---------- The input

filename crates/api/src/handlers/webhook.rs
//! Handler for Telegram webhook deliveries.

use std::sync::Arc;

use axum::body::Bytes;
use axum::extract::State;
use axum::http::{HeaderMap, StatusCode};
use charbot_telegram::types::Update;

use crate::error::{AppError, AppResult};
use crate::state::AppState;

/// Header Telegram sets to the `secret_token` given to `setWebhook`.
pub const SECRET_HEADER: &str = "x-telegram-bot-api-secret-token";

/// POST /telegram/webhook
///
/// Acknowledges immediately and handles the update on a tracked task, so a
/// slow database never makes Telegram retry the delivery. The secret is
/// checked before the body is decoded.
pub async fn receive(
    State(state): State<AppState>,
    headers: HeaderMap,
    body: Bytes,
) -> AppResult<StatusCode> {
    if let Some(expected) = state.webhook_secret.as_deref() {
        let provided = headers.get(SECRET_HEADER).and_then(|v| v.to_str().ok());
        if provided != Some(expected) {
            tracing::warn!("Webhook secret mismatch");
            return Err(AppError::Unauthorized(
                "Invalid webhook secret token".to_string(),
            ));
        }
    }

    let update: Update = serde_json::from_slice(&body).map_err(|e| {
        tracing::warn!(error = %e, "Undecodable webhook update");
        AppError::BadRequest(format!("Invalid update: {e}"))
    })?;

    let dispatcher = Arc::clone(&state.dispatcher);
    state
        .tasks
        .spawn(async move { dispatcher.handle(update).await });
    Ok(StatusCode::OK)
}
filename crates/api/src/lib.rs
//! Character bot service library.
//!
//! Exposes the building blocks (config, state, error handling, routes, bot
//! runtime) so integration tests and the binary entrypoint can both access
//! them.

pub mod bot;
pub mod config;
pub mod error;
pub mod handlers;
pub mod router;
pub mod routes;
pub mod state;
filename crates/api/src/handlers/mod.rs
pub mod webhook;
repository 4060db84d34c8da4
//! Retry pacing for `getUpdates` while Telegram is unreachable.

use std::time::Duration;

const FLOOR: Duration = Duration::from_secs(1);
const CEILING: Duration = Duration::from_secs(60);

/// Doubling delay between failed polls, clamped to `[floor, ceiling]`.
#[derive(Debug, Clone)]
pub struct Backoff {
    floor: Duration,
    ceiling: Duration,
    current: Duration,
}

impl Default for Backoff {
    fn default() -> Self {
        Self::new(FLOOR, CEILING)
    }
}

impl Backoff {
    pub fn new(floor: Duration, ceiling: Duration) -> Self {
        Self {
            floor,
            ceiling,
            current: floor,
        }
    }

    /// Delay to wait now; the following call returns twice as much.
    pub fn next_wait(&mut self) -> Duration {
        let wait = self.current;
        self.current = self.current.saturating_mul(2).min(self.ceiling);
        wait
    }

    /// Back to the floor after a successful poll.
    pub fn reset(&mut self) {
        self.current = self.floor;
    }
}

--------------------
---------- The input

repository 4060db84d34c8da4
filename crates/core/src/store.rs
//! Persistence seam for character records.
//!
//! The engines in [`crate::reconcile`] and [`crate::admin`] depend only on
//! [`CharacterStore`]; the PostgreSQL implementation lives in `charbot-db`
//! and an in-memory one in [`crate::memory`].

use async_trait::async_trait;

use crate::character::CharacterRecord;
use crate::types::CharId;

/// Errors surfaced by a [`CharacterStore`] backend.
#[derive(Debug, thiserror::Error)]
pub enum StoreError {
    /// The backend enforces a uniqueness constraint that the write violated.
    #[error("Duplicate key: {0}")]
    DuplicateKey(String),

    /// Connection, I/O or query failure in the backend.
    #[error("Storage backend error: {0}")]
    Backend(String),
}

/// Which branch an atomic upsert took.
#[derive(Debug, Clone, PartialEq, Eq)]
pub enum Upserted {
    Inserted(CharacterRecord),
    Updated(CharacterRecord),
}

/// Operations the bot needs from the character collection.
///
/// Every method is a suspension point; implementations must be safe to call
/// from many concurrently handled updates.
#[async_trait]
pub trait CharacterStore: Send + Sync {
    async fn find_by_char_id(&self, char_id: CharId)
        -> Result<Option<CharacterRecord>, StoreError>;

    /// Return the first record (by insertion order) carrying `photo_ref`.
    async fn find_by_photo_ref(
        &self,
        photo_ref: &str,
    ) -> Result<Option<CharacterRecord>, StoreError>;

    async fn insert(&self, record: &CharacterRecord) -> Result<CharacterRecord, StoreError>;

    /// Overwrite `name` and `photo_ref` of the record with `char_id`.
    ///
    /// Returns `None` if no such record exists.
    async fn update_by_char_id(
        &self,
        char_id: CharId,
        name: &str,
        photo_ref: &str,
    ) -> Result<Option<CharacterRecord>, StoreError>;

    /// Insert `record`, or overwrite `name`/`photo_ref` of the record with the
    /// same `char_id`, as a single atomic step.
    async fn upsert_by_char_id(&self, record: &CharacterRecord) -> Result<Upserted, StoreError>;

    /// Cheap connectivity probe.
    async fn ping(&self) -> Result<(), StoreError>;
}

--------------------

- [What you are asked to do]
Among the entries above, count every line containing the string "types". Your reply must be that number alone.

- [Solution]
2